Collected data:
○ ○ ○ ○ ○
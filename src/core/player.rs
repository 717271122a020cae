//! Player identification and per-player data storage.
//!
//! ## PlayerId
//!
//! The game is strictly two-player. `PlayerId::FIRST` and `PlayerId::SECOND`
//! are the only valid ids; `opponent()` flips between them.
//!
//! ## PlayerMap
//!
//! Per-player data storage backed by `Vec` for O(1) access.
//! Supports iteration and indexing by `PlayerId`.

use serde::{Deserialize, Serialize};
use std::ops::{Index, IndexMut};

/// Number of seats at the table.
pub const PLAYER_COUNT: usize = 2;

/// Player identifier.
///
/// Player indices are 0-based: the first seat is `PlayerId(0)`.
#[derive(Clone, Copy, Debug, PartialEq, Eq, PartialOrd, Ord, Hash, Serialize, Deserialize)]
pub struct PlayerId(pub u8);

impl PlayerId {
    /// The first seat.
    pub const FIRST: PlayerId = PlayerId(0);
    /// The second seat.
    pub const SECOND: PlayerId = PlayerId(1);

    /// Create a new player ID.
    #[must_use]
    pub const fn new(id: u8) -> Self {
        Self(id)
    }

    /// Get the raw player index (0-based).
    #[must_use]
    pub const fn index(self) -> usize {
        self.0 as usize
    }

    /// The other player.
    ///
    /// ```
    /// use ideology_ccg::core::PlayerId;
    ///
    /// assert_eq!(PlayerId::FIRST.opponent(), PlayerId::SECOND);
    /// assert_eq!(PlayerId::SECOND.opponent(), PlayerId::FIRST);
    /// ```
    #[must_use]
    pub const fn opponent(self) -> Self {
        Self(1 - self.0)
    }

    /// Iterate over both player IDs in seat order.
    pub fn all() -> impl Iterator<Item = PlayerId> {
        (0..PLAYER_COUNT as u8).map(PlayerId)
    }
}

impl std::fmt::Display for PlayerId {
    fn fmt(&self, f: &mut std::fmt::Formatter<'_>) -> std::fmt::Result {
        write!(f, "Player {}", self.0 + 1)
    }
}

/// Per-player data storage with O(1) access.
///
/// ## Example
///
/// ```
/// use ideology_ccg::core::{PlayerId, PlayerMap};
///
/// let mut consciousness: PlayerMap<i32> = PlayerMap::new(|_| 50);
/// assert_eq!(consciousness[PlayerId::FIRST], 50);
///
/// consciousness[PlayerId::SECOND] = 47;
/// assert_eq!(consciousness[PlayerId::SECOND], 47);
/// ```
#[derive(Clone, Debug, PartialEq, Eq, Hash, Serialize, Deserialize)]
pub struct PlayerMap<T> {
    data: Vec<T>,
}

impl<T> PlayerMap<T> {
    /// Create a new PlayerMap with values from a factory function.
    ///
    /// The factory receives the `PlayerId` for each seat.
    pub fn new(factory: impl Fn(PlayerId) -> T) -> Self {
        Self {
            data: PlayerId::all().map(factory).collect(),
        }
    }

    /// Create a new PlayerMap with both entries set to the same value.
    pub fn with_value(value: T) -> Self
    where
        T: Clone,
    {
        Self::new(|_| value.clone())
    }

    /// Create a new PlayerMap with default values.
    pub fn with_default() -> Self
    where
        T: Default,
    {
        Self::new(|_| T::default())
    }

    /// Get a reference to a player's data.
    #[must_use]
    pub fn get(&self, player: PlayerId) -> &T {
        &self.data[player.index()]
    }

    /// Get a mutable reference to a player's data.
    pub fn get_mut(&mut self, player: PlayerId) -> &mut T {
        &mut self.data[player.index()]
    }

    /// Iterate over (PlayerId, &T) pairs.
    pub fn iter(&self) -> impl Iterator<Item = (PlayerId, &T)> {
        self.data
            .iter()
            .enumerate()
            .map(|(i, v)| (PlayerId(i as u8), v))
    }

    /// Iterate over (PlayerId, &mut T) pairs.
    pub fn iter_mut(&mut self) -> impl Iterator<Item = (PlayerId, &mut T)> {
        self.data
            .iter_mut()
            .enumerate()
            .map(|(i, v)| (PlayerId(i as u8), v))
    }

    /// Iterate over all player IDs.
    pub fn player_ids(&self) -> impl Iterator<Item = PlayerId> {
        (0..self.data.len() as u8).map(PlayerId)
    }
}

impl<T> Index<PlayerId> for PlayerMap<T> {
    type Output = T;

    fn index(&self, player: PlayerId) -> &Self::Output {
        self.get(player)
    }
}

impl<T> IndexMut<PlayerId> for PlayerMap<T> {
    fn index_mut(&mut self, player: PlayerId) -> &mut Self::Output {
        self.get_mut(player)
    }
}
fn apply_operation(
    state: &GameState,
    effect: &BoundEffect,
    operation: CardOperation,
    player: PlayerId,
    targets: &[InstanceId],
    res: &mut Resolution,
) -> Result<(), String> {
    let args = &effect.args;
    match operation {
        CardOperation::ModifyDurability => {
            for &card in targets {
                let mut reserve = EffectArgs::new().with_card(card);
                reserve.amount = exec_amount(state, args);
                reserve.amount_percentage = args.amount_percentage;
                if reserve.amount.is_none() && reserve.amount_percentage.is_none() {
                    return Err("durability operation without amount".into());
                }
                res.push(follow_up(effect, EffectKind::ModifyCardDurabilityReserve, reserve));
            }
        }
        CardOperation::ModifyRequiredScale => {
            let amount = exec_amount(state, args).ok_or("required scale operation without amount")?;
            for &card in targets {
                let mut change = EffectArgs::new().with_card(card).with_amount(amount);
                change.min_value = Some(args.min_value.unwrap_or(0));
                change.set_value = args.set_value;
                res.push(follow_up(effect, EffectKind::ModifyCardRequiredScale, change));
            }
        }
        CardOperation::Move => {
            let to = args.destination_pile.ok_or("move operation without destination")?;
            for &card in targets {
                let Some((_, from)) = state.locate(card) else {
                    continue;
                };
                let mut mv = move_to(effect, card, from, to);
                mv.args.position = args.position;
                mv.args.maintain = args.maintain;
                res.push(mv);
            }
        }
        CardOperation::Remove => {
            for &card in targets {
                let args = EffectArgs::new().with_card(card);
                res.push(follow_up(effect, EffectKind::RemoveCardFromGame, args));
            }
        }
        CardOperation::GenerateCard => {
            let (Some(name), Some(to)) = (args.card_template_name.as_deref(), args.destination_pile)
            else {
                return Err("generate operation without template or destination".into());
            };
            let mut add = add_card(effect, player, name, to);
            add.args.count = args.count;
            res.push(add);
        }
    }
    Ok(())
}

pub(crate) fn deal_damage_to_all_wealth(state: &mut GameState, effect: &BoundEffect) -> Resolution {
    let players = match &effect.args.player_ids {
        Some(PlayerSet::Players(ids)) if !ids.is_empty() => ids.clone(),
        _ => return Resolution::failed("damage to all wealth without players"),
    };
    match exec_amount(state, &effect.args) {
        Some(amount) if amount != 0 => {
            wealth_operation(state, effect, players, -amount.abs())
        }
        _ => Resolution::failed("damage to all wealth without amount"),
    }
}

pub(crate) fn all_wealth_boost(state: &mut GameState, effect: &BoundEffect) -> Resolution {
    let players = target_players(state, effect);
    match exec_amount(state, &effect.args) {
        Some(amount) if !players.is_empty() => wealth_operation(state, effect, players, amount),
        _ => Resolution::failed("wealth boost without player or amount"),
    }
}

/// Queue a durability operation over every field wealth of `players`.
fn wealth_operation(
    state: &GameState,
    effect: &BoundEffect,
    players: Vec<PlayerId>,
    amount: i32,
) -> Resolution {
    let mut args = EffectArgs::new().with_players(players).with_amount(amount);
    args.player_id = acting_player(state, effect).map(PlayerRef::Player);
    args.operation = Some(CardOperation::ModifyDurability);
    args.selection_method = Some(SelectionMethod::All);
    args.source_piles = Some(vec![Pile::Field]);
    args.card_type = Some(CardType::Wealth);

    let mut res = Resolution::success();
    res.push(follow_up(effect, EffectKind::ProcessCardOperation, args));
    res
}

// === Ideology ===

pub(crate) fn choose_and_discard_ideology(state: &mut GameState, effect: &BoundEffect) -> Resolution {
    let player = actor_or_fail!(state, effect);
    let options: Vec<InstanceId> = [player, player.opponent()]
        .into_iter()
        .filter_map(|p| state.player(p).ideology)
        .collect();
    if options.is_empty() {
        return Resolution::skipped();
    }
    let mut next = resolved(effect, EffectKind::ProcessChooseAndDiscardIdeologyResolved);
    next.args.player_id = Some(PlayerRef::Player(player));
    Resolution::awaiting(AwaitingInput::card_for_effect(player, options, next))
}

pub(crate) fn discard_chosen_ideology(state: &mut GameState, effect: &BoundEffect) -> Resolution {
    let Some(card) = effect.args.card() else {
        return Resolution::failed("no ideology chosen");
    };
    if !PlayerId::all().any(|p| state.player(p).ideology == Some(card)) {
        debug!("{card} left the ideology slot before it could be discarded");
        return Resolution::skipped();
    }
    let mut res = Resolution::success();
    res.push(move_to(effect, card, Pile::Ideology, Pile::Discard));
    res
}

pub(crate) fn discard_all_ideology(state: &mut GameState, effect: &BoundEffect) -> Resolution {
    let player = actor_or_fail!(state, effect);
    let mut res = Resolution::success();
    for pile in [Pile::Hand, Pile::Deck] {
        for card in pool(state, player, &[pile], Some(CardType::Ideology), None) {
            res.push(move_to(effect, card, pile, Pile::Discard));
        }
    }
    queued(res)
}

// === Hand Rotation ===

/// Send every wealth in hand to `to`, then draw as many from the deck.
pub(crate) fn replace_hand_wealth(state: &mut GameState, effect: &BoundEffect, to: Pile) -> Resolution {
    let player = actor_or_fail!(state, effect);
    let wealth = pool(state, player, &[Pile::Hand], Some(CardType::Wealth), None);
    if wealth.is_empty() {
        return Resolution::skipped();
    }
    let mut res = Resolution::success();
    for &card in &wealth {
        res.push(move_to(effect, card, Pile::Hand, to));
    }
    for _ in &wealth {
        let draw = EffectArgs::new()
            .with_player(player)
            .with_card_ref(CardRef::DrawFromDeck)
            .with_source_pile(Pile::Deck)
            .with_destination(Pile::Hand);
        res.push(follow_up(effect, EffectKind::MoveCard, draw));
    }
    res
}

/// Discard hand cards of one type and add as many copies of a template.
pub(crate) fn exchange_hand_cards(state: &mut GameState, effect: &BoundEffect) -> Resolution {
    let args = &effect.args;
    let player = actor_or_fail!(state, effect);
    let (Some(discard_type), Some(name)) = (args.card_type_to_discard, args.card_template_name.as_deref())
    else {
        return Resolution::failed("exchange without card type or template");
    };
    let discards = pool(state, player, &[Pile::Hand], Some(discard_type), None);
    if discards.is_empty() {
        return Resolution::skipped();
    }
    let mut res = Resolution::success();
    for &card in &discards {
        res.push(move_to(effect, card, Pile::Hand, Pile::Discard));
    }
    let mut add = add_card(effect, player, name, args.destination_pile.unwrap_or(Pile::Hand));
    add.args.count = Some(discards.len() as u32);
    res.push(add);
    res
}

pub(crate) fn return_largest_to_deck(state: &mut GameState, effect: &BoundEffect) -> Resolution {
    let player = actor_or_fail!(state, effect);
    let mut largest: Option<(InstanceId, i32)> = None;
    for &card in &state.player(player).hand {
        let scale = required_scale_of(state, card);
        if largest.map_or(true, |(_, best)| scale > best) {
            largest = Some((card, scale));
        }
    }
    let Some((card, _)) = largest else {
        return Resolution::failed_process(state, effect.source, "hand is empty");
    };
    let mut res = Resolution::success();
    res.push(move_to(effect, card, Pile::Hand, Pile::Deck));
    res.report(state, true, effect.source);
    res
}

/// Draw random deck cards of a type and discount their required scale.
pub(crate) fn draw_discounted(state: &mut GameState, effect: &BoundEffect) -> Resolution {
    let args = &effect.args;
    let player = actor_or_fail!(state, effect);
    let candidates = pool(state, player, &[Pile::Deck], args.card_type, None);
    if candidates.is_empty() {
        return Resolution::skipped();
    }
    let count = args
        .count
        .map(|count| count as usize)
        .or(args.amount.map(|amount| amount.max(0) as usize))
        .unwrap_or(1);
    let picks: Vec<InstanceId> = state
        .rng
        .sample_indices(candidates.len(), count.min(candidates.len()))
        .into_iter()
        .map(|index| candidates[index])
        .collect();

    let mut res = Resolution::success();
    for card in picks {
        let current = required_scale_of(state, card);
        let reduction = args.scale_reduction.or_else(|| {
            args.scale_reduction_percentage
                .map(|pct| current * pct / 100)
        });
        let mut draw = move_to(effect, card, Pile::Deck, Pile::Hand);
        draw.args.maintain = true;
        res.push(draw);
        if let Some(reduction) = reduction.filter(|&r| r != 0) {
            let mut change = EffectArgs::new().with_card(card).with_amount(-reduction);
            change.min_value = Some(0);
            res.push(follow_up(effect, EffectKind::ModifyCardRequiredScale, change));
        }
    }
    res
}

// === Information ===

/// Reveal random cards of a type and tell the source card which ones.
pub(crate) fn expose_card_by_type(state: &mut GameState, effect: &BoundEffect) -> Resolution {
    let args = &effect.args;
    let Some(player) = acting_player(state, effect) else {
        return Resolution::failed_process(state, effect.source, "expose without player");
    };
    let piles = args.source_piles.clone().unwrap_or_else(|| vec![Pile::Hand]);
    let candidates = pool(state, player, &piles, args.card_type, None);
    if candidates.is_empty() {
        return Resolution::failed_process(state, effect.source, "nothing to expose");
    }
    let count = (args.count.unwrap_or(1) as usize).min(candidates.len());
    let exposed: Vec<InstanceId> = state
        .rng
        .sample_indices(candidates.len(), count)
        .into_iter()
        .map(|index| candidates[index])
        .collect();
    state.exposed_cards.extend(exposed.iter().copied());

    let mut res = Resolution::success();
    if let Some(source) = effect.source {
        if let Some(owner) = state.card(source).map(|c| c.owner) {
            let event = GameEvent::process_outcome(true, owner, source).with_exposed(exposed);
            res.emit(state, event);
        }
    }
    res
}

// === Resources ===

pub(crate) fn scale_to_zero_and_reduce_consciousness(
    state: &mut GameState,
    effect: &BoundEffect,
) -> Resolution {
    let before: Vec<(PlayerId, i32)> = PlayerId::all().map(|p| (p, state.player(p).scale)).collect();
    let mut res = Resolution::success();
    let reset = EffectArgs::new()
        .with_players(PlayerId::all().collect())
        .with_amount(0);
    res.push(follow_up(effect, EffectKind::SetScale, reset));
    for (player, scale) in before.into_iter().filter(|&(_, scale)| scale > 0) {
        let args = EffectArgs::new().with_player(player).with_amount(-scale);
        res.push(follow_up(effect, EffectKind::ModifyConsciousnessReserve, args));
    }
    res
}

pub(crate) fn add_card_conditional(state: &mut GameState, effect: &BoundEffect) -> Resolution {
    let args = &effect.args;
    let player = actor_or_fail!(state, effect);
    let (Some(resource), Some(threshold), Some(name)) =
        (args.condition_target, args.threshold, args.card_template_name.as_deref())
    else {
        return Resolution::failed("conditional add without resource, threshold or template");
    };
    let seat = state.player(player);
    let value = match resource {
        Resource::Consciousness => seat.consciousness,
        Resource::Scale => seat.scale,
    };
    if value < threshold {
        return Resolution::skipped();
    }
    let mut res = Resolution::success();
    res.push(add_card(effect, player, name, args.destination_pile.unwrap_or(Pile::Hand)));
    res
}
○ ○ ○ ○ ○
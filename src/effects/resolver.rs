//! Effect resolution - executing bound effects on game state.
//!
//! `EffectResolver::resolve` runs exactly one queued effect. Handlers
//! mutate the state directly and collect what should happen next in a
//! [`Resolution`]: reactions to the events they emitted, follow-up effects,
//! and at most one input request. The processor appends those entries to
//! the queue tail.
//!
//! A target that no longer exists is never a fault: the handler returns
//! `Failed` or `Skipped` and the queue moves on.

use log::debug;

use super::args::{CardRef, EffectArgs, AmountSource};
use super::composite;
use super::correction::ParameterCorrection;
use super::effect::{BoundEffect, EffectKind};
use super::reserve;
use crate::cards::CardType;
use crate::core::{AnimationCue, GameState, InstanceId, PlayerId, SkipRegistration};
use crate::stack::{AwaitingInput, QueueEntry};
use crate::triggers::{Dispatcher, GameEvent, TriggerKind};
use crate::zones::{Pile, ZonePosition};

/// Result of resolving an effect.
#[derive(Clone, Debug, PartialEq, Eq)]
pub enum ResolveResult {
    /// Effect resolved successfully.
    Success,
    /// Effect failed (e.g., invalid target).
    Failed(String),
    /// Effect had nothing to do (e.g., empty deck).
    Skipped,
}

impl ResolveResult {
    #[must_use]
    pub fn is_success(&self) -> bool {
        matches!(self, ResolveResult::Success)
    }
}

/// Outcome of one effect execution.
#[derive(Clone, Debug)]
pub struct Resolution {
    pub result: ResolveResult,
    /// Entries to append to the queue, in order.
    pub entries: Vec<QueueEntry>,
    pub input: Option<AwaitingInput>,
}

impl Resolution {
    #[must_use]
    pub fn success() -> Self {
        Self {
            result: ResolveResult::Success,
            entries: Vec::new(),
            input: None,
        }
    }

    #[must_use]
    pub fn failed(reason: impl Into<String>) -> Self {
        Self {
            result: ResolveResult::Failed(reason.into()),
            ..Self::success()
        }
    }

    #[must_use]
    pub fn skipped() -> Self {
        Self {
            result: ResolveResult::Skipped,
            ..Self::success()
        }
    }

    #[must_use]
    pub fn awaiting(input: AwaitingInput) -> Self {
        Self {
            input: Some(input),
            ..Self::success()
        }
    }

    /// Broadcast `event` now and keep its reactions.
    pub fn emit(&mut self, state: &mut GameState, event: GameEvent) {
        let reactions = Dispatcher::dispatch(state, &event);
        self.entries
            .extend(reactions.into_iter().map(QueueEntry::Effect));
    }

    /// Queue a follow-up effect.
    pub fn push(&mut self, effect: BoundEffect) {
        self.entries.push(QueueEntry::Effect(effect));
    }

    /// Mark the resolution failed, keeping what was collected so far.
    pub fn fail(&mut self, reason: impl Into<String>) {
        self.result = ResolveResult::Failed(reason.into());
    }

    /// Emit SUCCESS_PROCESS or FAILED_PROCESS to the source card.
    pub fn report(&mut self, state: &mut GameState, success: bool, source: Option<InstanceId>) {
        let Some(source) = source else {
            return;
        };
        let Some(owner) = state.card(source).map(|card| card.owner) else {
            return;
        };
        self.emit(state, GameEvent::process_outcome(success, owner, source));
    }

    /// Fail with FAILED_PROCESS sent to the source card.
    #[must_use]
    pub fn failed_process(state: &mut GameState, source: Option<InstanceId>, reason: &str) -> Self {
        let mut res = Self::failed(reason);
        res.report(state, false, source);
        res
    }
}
○ ○ ○ ○ ○
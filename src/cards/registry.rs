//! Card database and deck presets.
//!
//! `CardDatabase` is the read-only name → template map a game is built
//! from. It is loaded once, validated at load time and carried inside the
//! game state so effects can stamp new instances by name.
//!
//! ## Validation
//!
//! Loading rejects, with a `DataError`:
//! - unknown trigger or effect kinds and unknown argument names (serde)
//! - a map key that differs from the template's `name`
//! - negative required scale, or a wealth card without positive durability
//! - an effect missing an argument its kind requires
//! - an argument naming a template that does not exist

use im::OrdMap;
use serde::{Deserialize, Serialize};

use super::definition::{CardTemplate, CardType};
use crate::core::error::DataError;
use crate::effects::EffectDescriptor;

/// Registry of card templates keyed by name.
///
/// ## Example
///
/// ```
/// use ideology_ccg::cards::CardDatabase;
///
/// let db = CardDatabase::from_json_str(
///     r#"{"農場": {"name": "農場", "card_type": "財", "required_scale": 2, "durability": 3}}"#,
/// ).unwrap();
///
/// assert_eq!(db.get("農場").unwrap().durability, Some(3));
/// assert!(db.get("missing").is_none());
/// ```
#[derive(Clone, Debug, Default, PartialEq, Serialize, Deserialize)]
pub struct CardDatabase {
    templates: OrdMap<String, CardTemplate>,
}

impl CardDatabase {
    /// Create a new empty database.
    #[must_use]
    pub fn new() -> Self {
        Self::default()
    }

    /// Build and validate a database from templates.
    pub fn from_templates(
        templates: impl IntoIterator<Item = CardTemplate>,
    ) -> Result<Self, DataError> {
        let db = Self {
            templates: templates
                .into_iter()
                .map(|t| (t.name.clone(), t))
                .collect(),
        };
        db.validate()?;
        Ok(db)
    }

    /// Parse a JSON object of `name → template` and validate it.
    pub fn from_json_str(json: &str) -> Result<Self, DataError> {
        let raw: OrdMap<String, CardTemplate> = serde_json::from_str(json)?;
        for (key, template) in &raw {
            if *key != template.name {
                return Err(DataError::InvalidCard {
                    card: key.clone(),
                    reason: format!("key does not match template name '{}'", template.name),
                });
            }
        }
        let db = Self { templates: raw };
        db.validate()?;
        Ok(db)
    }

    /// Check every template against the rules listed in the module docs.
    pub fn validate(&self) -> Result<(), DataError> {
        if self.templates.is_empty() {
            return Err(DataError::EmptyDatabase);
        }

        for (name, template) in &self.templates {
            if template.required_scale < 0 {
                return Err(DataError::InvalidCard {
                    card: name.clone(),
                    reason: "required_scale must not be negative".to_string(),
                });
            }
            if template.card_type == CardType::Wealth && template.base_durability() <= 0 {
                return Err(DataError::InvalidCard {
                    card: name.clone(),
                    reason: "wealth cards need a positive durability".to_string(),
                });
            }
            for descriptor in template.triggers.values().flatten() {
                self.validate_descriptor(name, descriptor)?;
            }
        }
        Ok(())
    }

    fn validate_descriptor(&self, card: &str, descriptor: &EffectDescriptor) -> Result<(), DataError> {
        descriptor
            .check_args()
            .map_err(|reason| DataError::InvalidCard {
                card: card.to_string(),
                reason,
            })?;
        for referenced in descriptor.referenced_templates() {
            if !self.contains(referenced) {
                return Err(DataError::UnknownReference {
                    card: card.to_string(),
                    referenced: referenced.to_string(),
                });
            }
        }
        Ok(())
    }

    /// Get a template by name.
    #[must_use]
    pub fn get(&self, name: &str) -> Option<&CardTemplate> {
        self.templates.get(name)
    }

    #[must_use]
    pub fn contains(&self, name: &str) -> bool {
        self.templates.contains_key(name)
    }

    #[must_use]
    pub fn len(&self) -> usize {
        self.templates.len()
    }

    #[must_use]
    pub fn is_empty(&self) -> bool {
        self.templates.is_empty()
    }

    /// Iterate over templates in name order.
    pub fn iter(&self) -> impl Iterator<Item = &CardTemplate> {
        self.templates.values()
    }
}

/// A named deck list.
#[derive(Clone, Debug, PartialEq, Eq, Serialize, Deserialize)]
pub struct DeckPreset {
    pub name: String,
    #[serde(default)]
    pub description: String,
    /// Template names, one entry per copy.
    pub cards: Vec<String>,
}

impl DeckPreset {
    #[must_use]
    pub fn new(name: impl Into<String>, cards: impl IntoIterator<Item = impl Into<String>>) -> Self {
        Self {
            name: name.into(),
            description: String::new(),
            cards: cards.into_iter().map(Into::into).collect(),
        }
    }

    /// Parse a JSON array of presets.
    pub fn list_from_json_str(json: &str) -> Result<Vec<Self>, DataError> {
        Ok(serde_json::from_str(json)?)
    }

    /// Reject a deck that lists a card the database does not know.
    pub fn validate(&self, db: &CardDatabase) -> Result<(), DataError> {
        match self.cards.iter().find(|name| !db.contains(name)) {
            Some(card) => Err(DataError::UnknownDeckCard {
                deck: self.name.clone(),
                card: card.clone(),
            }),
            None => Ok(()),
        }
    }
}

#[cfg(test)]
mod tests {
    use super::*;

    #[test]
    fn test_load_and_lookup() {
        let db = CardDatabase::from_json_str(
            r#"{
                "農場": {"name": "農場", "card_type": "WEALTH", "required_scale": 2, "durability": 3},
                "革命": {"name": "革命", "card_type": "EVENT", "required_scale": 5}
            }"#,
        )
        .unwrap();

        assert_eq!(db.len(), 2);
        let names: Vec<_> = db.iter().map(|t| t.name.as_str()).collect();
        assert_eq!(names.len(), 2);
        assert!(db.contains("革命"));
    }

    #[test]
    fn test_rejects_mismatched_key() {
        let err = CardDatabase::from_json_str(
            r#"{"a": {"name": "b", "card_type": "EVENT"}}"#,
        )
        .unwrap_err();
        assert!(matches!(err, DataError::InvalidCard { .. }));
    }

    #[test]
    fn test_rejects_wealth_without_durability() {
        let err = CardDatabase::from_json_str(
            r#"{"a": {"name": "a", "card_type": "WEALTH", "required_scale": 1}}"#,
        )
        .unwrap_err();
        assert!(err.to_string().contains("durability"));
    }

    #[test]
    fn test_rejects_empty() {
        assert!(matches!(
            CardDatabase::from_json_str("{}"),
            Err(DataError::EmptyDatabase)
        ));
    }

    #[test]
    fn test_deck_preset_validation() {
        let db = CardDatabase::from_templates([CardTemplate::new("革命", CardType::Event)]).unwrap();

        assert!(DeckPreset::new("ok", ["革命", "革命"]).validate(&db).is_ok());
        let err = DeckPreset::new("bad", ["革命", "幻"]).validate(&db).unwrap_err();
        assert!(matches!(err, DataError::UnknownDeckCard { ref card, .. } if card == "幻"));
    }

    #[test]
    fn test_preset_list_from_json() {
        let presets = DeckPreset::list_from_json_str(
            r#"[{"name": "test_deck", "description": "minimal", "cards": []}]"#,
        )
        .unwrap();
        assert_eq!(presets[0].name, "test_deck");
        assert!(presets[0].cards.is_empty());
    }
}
○ ○ ○ ○ ○
EXERCISE OBJECTIVE: From the records above, reproduce exactly the lines from the one with "filename src/core/player.rs" to the one with "The second seat.", both included, and no others.

RESULT:
filename src/core/player.rs
repository 717271122a020cae
//! Player identification and per-player data storage.
//!
//! ## PlayerId
//!
//! The game is strictly two-player. `PlayerId::FIRST` and `PlayerId::SECOND`
//! are the only valid ids; `opponent()` flips between them.
//!
//! ## PlayerMap
//!
//! Per-player data storage backed by `Vec` for O(1) access.
//! Supports iteration and indexing by `PlayerId`.

use serde::{Deserialize, Serialize};
use std::ops::{Index, IndexMut};

/// Number of seats at the table.
pub const PLAYER_COUNT: usize = 2;

/// Player identifier.
///
/// Player indices are 0-based: the first seat is `PlayerId(0)`.
#[derive(Clone, Copy, Debug, PartialEq, Eq, PartialOrd, Ord, Hash, Serialize, Deserialize)]
pub struct PlayerId(pub u8);

impl PlayerId {
    /// The first seat.
    pub const FIRST: PlayerId = PlayerId(0);
    /// The second seat.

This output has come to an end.